I was able to find and start a job after being here for just two weeks. Granted the job is not my dream job, but it's easy and doesn't require much thought. I often come home with amusing stories and the time usually goes by decently fast at work. How can I complain about that?
I've been pretty happy with how social I've been. I remind myself that just because I work full time doesn't mean I can't have a life. Maggie and Aleks' friends have been so welcoming and I'm beginning to feel like one of the group. From poker night to pool parties to Monday night runs at Maynard's, there's usually something going on.

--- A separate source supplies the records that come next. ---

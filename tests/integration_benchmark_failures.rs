#![cfg(unix)]

use anyhow::Result;
use clap::Parser;
use kv_benchmark::{Args, BenchmarkSuite, HarnessError, RunConfig};
use std::os::unix::fs::PermissionsExt;
use std::path::Path;

const FAKE_SERVER: &str = "#!/bin/sh
trap 'exit 0' TERM
while true; do sleep 0.05; done
";

fn config(server: &Path, results_dir: &Path, fail_fast: bool) -> Result<RunConfig> {
    let port = std::net::TcpListener::bind("127.0.0.1:0")?.local_addr()?.port().to_string();
    let mut argv = vec![
        "kv-benchmark",
        "--targets",
        "redis",
        "--redis-server-bin",
        server.to_str().unwrap(),
        "--memtier-bin",
        "false",
        "--redis-port",
        port.as_str(),
        "--readiness-probe",
        "none",
        "--startup-grace",
        "0s",
        "--cooldown",
        "0s",
        "--test-time",
        "1s",
        "--workload",
        "balanced",
        "read-heavy",
        "--results-dir",
        results_dir.to_str().unwrap(),
    ];
    if fail_fast {
        argv.push("--fail-on-benchmark-error");
    }
    RunConfig::from_args(&Args::parse_from(argv))
}

/// Load generator failures skip scenarios by default and abort on request.
#[tokio::test]
async fn benchmark_failure_policy() -> Result<()> {
    let dir = tempfile::TempDir::new()?;
    let server = dir.path().join("fake-server");
    std::fs::write(&server, FAKE_SERVER)?;
    std::fs::set_permissions(&server, std::fs::Permissions::from_mode(0o755))?;

    let lenient = dir.path().join("lenient");
    let outcome = BenchmarkSuite::new(config(&server, &lenient, false)?).run().await?;
    assert!(outcome.failed_targets.is_empty());
    let skipped: Vec<&str> = outcome
        .skipped_scenarios
        .iter()
        .map(|s| s.scenario.as_str())
        .collect();
    assert_eq!(skipped, vec!["balanced", "readheavy"]);
    assert!(outcome.table.is_empty());
    assert!(lenient.join("summary.txt").exists());

    let strict = dir.path().join("strict");
    let err = BenchmarkSuite::new(config(&server, &strict, true)?)
        .run()
        .await
        .unwrap_err();
    match err {
        HarnessError::BenchmarkInvocation { target, scenario, .. } => {
            assert_eq!(target, "redis");
            assert_eq!(scenario, "balanced");
        }
        other => panic!("unexpected error: {other}"),
    }
    assert!(!strict.join("summary.txt").exists());
    Ok(())
}
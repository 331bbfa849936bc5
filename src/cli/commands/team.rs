//! Team CLI commands.

use anyhow::{bail, Result};
use clap::{Args, Subcommand};
use serde::Serialize;
use uuid::Uuid;

use crate::cli::context::AppContext;
use crate::cli::output::{output, short_id, team_table, CommandOutput};
use crate::domain::models::{Team, TeamStatus};

#[derive(Args, Debug)]
pub struct TeamArgs {
    #[command(subcommand)]
    pub command: TeamCommands,
}

#[derive(Subcommand, Debug)]
pub enum TeamCommands {
    /// Show a team and its members
    Show { id: Uuid },
    /// List the teams of a member
    List {
        #[arg(long)]
        member: Uuid,
    },
    /// Form a team by hand, bypassing voting
    Form {
        problem_id: Uuid,
        #[arg(long)]
        leader: Uuid,
        /// Members (comma-separated)
        #[arg(long, value_delimiter = ',')]
        members: Vec<Uuid>,
        #[arg(long)]
        name: Option<String>,
    },
    /// Report progress
    Progress {
        id: Uuid,
        phase: String,
        /// 0-100
        percentage: u8,
    },
    /// Assign a mentor
    Mentor { id: Uuid, mentor_id: Uuid },
    /// Move to active, submitted, reviewed or archived
    Status { id: Uuid, status: String },
}

#[derive(Debug, Serialize)]
pub struct TeamOutput {
    #[serde(flatten)]
    pub team: Team,
}

impl CommandOutput for TeamOutput {
    fn to_human(&self) -> String {
        let t = &self.team;
        let mut lines = vec![
            format!("{} [{}]", t.name, t.id),
            format!("  problem:  {}", t.problem_id),
            format!("  status:   {}", t.status.as_str()),
            format!("  progress: {} ({}%)", t.progress.phase, t.progress.percentage),
            format!("  formed:   {}", t.formation.as_str()),
        ];
        if let Some(mentor) = t.mentor_id {
            lines.push(format!("  mentor:   {mentor}"));
        }
        lines.push(team_table(t));
        lines.join("\n")
    }
}

#[derive(Debug, Serialize)]
pub struct TeamListOutput {
    pub teams: Vec<Team>,
}

impl CommandOutput for TeamListOutput {
    fn to_human(&self) -> String {
        if self.teams.is_empty() {
            return "No teams found.".to_string();
        }
        self.teams
            .iter()
            .map(|t| format!("{}  {:<10} {}", short_id(&t.id), t.status.as_str(), t.name))
            .collect::<Vec<_>>()
            .join("\n")
    }
}

pub async fn execute(args: TeamArgs, json_mode: bool) -> Result<()> {
    let ctx = AppContext::load().await?;
    let team = match args.command {
        TeamCommands::List { member } => {
            let teams = ctx.teams.list_for_member(member).await?;
            output(&TeamListOutput { teams }, json_mode);
            return Ok(());
        }
        TeamCommands::Show { id } => ctx.teams.get(id).await?,
        TeamCommands::Form {
            problem_id,
            leader,
            members,
            name,
        } => {
            ctx.formation
                .form_team_manually(problem_id, name, leader, members)
                .await?
        }
        TeamCommands::Progress { id, phase, percentage } => {
            ctx.teams.update_progress(id, phase, percentage).await?
        }
        TeamCommands::Mentor { id, mentor_id } => ctx.teams.assign_mentor(id, mentor_id).await?,
        TeamCommands::Status { id, status } => {
            let Some(status) = TeamStatus::from_str(&status) else {
                bail!("unknown status '{status}', expected active, submitted, reviewed or archived");
            };
            ctx.teams.transition_status(id, status).await?
        }
    };
    output(&TeamOutput { team }, json_mode);
    Ok(())
}
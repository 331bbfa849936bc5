//! Problem CLI commands.

use anyhow::Result;
use clap::{Args, Subcommand};
use serde::Serialize;
use uuid::Uuid;

use crate::cli::context::AppContext;
use crate::cli::output::{output, CommandOutput};
use crate::domain::errors::DomainError;
use crate::domain::models::{Problem, VOTE_QUORUM};
use crate::domain::ports::ProblemRepository;

#[derive(Args, Debug)]
pub struct ProblemArgs {
    #[command(subcommand)]
    pub command: ProblemCommands,
}

#[derive(Subcommand, Debug)]
pub enum ProblemCommands {
    /// Create a problem open for voting
    Create {
        title: String,
        #[arg(short, long, default_value = "")]
        description: String,
        #[arg(short, long, default_value = "general")]
        category: String,
        /// Tags (comma-separated)
        #[arg(short, long, value_delimiter = ',')]
        tags: Vec<String>,
    },
    /// Show a problem
    Show { id: Uuid },
}

#[derive(Debug, Serialize)]
pub struct ProblemOutput {
    #[serde(flatten)]
    pub problem: Problem,
}

impl CommandOutput for ProblemOutput {
    fn to_human(&self) -> String {
        let p = &self.problem;
        let mut lines = vec![
            format!("{} [{}]", p.title, p.id),
            format!("  status:   {}", p.status.as_str()),
            format!("  category: {}", p.category),
            format!("  votes:    {}/{VOTE_QUORUM}", p.vote_ids.len()),
        ];
        if !p.tags.is_empty() {
            lines.push(format!("  tags:     {}", p.tags.join(", ")));
        }
        for team_id in &p.selected_team_ids {
            lines.push(format!("  team:     {team_id}"));
        }
        lines.join("\n")
    }
}

pub async fn execute(args: ProblemArgs, json_mode: bool) -> Result<()> {
    let ctx = AppContext::load().await?;
    let problem = match args.command {
        ProblemCommands::Create {
            title,
            description,
            category,
            tags,
        } => {
            let problem = Problem::new(title, description, category).with_tags(tags);
            problem.validate().map_err(DomainError::ValidationFailed)?;
            ctx.problems.create(&problem).await?;
            problem
        }
        ProblemCommands::Show { id } => ctx
            .problems
            .get(id)
            .await?
            .ok_or(DomainError::ProblemNotFound(id))?,
    };
    output(&ProblemOutput { problem }, json_mode);
    Ok(())
}
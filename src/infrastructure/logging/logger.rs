use super::config::{LogConfig, LogFormat, RotationPolicy};
use anyhow::{Context, Result};
use std::io;
use tracing::Level;
use tracing_appender::non_blocking::WorkerGuard;
use tracing_appender::rolling;
use tracing_subscriber::fmt::format::FmtSpan;
use tracing_subscriber::layer::SubscriberExt;
use tracing_subscriber::util::SubscriberInitExt;
use tracing_subscriber::{EnvFilter, Layer};

const LOG_FILE_NAME: &str = "teamspace.log";

/// Logger implementation using tracing
pub struct LoggerImpl {
    _guard: Option<WorkerGuard>,
}

impl LoggerImpl {
    /// Initialize the global subscriber with the given configuration.
    ///
    /// Terminal output goes to stderr so `--json` command output on stdout
    /// stays machine readable. File output is always JSON.
    ///
    /// The returned logger holds the non-blocking writer's guard; dropping it
    /// flushes and stops file logging.
    pub fn init(config: &LogConfig) -> Result<Self> {
        let default_level = parse_log_level(&config.level)?;
        let filter = || {
            EnvFilter::builder()
                .with_default_directive(default_level.into())
                .from_env_lossy()
        };

        let (file_layer, guard) = match &config.log_dir {
            Some(log_dir) => {
                let appender = match config.rotation {
                    RotationPolicy::Daily => rolling::daily(log_dir, LOG_FILE_NAME),
                    RotationPolicy::Hourly => rolling::hourly(log_dir, LOG_FILE_NAME),
                    RotationPolicy::Never => rolling::never(log_dir, LOG_FILE_NAME),
                };
                let (writer, guard) = tracing_appender::non_blocking(appender);
                let layer = tracing_subscriber::fmt::layer()
                    .json()
                    .with_writer(writer)
                    .with_ansi(false)
                    .with_current_span(true)
                    .with_span_list(true)
                    .with_target(true)
                    .with_thread_ids(true)
                    .with_file(true)
                    .with_line_number(true)
                    .with_filter(filter());
                (Some(layer), Some(guard))
            }
            None => (None, None),
        };

        let json_layer = (config.enable_stderr && config.format == LogFormat::Json).then(|| {
            tracing_subscriber::fmt::layer()
                .json()
                .with_writer(io::stderr)
                .with_current_span(true)
                .with_target(true)
                .with_filter(filter())
        });

        let pretty_layer = (config.enable_stderr && config.format == LogFormat::Pretty).then(|| {
            tracing_subscriber::fmt::layer()
                .pretty()
                .with_writer(io::stderr)
                .with_target(true)
                .with_span_events(FmtSpan::CLOSE)
                .with_filter(filter())
        });

        tracing_subscriber::registry()
            .with(file_layer)
            .with(json_layer)
            .with(pretty_layer)
            .try_init()
            .context("Failed to install global tracing subscriber")?;

        tracing::debug!(
            level = %config.level,
            format = ?config.format,
            file_output = config.log_dir.is_some(),
            "logger initialized"
        );

        Ok(Self { _guard: guard })
    }

    /// Whether log lines are also written to a rolling file.
    pub const fn has_file_output(&self) -> bool {
        self._guard.is_some()
    }
}

/// Parse log level string to Level
fn parse_log_level(level: &str) -> Result<Level> {
    match level.to_lowercase().as_str() {
        "trace" => Ok(Level::TRACE),
        "debug" => Ok(Level::DEBUG),
        "info" => Ok(Level::INFO),
        "warn" => Ok(Level::WARN),
        "error" => Ok(Level::ERROR),
        _ => anyhow::bail!("Invalid log level: {level}"),
    }
}
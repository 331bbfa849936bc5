//! Wiring of repositories and services for a CLI invocation.

use std::sync::Arc;
use std::time::Duration;

use anyhow::{Context, Result};
use sqlx::SqlitePool;
use tracing::{debug, info};

use crate::adapters::cache::CachedEmbeddingProvider;
use crate::adapters::embeddings::{OpenAiEmbeddingConfig, OpenAiEmbeddingProvider};
use crate::adapters::realtime::InProcessChannelHub;
use crate::adapters::sqlite::{
    initialize_from_config, SqliteProblemRepository, SqliteProfileRepository, SqliteTeamRepository,
    SqliteVoteRepository, SqliteWorkspaceRepository,
};
use crate::domain::models::{Config, EmbeddingConfig};
use crate::domain::ports::EmbeddingProvider;
use crate::infrastructure::config::ConfigLoader;
use crate::services::{EventBus, SimilarityEngine, SyncBus, TeamFormationService, TeamService, WorkspaceService};

pub type SqliteWorkspaceService = WorkspaceService<SqliteWorkspaceRepository>;
pub type SqliteFormationService = TeamFormationService<
    SqliteVoteRepository,
    SqliteTeamRepository,
    SqliteProblemRepository,
    SqliteProfileRepository,
>;
pub type SqliteTeamService = TeamService<SqliteTeamRepository, SqliteProfileRepository>;

/// Everything a command needs, built from the effective configuration.
pub struct AppContext {
    pub config: Config,
    pub pool: SqlitePool,
    pub events: Arc<EventBus>,
    pub engine: Arc<SimilarityEngine>,
    pub problems: Arc<SqliteProblemRepository>,
    pub profiles: Arc<SqliteProfileRepository>,
    pub workspace: SqliteWorkspaceService,
    pub formation: SqliteFormationService,
    pub teams: SqliteTeamService,
}

impl AppContext {
    /// Load configuration from the project and open the database.
    pub async fn load() -> Result<Self> {
        let config = ConfigLoader::load()?;
        Self::open(config).await
    }

    pub async fn open(config: Config) -> Result<Self> {
        let pool = initialize_from_config(&config.database)
            .await
            .with_context(|| format!("Failed to open database at {}", config.database.path))?;
        Ok(Self::with_pool(config, pool))
    }

    /// Build services over an already migrated pool.
    pub fn with_pool(config: Config, pool: SqlitePool) -> Self {
        let events = Arc::new(EventBus::default());
        let engine = Arc::new(SimilarityEngine::new(build_embedding_provider(&config.embedding)));
        let hub = Arc::new(InProcessChannelHub::new(config.realtime.channel_capacity));
        let sync = Arc::new(SyncBus::new(hub, &config.realtime));

        let problems = Arc::new(SqliteProblemRepository::new(pool.clone()));
        let profiles = Arc::new(SqliteProfileRepository::new(pool.clone()));
        let teams = Arc::new(SqliteTeamRepository::new(pool.clone()));

        let workspace = WorkspaceService::new(Arc::new(SqliteWorkspaceRepository::new(pool.clone())))
            .with_sync_bus(sync)
            .with_event_bus(events.clone());
        let formation = TeamFormationService::new(
            Arc::new(SqliteVoteRepository::new(pool.clone())),
            teams.clone(),
            problems.clone(),
            profiles.clone(),
            engine.clone(),
        )
        .with_event_bus(events.clone());
        let team_service = TeamService::new(teams, profiles.clone()).with_event_bus(events.clone());

        debug!(provider = engine.provider_name(), "services wired");
        Self {
            config,
            pool,
            events,
            engine,
            problems,
            profiles,
            workspace,
            formation,
            teams: team_service,
        }
    }
}

/// Dense provider wrapped in the vector cache, or `None` for local vectors.
///
/// A provider that cannot be constructed is logged and skipped; ranking then
/// uses the local token representation.
pub fn build_embedding_provider(config: &EmbeddingConfig) -> Option<Arc<dyn EmbeddingProvider>> {
    match config.provider.as_str() {
        "openai" => match OpenAiEmbeddingProvider::new(OpenAiEmbeddingConfig::from(config)) {
            Ok(provider) => {
                info!(model = %config.model, "using OpenAI-compatible embeddings");
                Some(Arc::new(CachedEmbeddingProvider::with_limits(
                    Arc::new(provider),
                    config.cache_capacity,
                    Duration::from_secs(config.cache_ttl_secs),
                )))
            }
            Err(e) => {
                tracing::warn!(error = %e, "embedding provider unavailable, using token vectors");
                None
            }
        },
        _ => None,
    }
}

#[cfg(test)]
mod tests {
    use super::*;
    use crate::adapters::sqlite::create_migrated_test_pool;

    #[test]
    fn test_no_provider_by_default() {
        assert!(build_embedding_provider(&EmbeddingConfig::default()).is_none());
    }

    #[test]
    fn test_openai_provider_is_cached() {
        let config = EmbeddingConfig {
            provider: "openai".to_string(),
            api_key: Some("sk-test".to_string()),
            ..EmbeddingConfig::default()
        };
        let provider = build_embedding_provider(&config).unwrap();
        assert_eq!(provider.dimension(), 1536);
    }

    #[tokio::test]
    async fn test_context_over_test_pool() {
        let pool = create_migrated_test_pool().await.unwrap();
        let ctx = AppContext::with_pool(Config::default(), pool);
        assert_eq!(ctx.engine.provider_name(), "local");
        assert_eq!(ctx.formation.quorum(), crate::domain::models::VOTE_QUORUM);
    }
}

I joined a gym (and regularly attend), got a voice teacher, etc. I'm just starting to feel like my ducks are lining up without much effort. This ridiculously hot town is feeling more and more comfortable to me. I'll hopefully be moving into my apartment tomorrow which will make it feel more permanent to me. It feels like I'm actually starting a life, even though this is just a jumping board to San Diego.
As silly as it sounds, I'm pretty proud with how comfortable I am here. This could have been such a flop, but it hasn't been. While I'm sure not going back to school in September is going to be SUPER difficult, I'm happy where I am right now. I'm so happy I was able to make this work.
In other news I changed my first poopy diaper today. Also, I'm babysitting Will all day tomorrow because I have off and there is no daycare. We're going to the pool - yessss.
So, while this was seemingly random I just wanted to write down how glad I am to have moved. This way if I'm having a tough day or feeling homesick, I can just come back to this blog and remind myself of how awesome life is!